As the lines appear below, please set them down exactly, starting at the first and finishing with the one containing "(stdout in production);".

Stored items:
= Beginning of Section =
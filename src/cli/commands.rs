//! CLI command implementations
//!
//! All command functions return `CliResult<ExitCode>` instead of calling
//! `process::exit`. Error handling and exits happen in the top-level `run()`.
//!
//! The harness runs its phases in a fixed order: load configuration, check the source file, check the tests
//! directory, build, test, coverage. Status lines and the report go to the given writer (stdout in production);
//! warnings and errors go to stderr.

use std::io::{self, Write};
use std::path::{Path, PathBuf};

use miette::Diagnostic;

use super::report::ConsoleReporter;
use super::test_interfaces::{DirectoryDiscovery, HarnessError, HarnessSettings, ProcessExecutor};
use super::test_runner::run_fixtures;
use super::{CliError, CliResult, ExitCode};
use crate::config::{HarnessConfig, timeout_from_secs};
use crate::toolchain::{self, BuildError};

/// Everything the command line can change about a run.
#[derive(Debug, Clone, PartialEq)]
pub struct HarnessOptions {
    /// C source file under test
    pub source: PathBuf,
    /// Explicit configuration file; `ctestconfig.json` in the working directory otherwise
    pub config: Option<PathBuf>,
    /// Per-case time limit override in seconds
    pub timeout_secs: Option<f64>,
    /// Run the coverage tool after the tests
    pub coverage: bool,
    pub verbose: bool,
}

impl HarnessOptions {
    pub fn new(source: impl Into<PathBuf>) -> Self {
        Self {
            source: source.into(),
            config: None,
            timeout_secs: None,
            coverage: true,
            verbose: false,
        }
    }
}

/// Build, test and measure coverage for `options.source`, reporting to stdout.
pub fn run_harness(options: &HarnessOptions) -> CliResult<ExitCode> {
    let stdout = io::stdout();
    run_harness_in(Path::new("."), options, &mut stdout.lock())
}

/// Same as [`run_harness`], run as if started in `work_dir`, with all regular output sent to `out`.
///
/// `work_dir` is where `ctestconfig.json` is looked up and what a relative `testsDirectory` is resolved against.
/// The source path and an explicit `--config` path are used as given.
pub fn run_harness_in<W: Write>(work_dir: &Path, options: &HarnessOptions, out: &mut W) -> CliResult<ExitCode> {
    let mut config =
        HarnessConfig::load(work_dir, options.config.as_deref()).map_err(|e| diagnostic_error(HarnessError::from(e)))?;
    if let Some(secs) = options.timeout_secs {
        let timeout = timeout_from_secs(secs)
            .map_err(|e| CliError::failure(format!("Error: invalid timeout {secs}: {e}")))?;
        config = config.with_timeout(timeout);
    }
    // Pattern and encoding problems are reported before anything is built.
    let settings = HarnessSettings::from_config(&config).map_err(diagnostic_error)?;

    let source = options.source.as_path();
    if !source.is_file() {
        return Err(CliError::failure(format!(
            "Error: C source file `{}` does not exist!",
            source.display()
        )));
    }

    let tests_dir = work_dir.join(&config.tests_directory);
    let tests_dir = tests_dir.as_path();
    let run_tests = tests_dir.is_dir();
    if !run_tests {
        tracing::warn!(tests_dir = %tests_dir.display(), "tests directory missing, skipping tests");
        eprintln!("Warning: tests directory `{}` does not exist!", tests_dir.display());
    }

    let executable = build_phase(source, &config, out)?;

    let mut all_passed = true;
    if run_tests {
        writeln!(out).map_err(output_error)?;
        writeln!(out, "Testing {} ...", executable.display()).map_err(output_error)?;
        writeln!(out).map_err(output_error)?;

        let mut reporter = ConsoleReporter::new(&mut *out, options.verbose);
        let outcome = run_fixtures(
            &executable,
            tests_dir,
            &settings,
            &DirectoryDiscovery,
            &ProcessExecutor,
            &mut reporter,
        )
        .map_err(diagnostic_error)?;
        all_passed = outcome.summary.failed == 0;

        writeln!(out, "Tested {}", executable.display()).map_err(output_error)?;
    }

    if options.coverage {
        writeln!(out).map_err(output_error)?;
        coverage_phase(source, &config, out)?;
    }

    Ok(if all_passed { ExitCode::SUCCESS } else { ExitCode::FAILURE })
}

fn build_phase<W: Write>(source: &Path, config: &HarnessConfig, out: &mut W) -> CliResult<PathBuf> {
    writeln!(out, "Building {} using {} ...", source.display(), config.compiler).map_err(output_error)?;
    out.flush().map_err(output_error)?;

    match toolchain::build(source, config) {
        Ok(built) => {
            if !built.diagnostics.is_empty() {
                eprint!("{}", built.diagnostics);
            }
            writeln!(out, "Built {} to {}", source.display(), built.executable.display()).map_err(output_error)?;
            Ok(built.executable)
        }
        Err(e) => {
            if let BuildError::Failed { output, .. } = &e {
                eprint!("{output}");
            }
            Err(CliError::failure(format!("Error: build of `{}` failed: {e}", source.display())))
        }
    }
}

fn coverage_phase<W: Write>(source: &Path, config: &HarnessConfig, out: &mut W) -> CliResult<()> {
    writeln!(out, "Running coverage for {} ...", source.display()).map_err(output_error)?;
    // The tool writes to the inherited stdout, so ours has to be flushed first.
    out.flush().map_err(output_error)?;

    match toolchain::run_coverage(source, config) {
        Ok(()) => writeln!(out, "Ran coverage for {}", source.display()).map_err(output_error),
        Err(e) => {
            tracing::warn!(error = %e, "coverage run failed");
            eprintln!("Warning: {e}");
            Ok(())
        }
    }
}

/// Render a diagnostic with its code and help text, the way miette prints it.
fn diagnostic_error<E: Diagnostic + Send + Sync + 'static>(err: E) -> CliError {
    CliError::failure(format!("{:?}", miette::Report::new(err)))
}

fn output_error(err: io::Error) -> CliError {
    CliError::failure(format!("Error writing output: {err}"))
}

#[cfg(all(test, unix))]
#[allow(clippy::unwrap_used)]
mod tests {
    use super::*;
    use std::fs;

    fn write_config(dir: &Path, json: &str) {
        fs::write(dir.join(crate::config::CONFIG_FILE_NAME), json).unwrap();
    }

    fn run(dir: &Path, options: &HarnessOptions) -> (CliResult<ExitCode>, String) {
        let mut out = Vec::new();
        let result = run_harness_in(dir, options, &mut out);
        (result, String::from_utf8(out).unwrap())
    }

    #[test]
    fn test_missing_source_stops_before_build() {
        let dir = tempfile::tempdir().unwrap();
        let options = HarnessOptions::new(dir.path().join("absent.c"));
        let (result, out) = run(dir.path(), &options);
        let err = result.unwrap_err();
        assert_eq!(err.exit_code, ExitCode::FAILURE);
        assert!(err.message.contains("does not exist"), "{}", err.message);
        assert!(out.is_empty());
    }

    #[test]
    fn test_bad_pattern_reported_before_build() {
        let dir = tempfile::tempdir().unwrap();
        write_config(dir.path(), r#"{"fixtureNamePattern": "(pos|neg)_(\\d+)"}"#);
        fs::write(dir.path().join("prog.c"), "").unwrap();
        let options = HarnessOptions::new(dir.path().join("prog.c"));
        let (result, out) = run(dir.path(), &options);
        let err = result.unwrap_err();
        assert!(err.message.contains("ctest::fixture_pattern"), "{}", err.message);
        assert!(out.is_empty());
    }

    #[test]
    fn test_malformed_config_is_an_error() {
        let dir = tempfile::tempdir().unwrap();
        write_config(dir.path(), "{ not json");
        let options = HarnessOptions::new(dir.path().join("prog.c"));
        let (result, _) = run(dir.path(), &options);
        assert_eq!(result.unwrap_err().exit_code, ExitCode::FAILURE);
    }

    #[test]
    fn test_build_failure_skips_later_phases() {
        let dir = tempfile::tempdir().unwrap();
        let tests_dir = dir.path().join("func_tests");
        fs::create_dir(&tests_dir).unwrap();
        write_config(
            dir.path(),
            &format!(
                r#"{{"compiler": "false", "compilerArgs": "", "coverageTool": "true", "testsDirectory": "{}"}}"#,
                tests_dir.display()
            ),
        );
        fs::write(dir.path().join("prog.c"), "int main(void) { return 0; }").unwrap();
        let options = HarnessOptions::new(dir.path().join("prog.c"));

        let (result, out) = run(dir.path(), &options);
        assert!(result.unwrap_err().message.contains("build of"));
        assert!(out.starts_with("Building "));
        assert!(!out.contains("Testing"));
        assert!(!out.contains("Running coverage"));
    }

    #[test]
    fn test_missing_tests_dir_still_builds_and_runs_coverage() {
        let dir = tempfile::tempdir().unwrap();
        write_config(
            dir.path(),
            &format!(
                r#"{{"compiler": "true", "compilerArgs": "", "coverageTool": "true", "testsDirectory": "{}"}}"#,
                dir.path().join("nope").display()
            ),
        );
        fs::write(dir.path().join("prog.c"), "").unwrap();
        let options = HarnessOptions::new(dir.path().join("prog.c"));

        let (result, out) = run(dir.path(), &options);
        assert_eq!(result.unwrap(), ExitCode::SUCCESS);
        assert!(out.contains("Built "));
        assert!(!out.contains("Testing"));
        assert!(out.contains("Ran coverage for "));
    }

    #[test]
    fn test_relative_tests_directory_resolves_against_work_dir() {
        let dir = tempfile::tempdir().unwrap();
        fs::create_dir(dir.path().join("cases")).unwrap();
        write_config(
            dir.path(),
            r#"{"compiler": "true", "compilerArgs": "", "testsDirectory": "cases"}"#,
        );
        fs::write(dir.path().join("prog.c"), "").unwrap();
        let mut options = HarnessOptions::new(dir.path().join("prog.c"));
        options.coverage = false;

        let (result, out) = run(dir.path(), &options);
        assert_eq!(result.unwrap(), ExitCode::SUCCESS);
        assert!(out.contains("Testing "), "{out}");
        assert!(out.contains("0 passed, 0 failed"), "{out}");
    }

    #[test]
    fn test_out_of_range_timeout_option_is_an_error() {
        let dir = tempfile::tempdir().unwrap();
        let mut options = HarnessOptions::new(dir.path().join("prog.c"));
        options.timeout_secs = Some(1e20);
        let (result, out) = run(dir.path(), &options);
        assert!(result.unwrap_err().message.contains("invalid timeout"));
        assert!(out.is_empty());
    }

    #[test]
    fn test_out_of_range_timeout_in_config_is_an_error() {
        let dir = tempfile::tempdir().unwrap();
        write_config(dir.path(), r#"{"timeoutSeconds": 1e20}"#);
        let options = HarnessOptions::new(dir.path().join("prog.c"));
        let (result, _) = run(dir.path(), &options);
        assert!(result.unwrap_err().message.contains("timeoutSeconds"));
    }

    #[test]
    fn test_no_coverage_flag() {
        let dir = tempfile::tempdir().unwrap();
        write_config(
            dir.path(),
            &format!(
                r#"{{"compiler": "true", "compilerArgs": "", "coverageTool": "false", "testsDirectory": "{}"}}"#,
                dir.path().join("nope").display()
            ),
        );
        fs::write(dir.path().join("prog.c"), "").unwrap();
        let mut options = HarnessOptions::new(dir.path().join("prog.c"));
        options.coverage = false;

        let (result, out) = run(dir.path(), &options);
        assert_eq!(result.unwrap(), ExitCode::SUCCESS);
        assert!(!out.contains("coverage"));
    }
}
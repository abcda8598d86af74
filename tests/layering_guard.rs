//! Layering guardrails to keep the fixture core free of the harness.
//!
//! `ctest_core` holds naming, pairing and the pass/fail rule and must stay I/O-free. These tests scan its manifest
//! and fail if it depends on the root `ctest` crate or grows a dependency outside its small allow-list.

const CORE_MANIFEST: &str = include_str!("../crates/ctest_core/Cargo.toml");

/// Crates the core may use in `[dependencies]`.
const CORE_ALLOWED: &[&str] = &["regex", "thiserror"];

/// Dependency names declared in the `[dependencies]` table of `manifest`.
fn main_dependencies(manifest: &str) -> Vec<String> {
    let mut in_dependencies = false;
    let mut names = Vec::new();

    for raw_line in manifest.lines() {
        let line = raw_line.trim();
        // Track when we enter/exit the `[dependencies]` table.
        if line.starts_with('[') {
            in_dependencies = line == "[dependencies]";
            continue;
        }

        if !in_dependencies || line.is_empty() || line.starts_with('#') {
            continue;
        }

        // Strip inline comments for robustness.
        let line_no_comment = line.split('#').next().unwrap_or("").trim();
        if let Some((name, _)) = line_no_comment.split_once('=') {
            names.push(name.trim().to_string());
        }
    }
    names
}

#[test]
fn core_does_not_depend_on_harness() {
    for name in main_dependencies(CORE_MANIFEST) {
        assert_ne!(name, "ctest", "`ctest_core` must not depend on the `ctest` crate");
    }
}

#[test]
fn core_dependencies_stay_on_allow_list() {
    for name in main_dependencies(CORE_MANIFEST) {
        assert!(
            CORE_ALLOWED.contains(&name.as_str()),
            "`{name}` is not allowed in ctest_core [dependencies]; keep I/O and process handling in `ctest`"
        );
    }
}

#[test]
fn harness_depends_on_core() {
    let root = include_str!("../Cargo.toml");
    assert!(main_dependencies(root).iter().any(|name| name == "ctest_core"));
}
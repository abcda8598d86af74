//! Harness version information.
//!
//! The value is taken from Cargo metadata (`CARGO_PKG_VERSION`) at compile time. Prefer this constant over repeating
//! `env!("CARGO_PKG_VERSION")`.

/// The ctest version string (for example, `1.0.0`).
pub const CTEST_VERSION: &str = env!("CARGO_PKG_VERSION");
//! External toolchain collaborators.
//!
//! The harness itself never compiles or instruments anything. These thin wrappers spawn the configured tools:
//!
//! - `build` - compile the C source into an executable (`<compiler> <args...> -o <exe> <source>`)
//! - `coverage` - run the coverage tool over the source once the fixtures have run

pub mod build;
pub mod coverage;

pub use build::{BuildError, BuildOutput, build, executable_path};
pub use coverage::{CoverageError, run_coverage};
= End of Section =
- **Solution to the exercise**:
filename src/cli/commands.rs
//! CLI command implementations
//!
//! All command functions return `CliResult<ExitCode>` instead of calling
//! `process::exit`. Error handling and exits happen in the top-level `run()`.
//!
//! The harness runs its phases in a fixed order: load configuration, check the source file, check the tests
//! directory, build, test, coverage. Status lines and the report go to the given writer (stdout in production);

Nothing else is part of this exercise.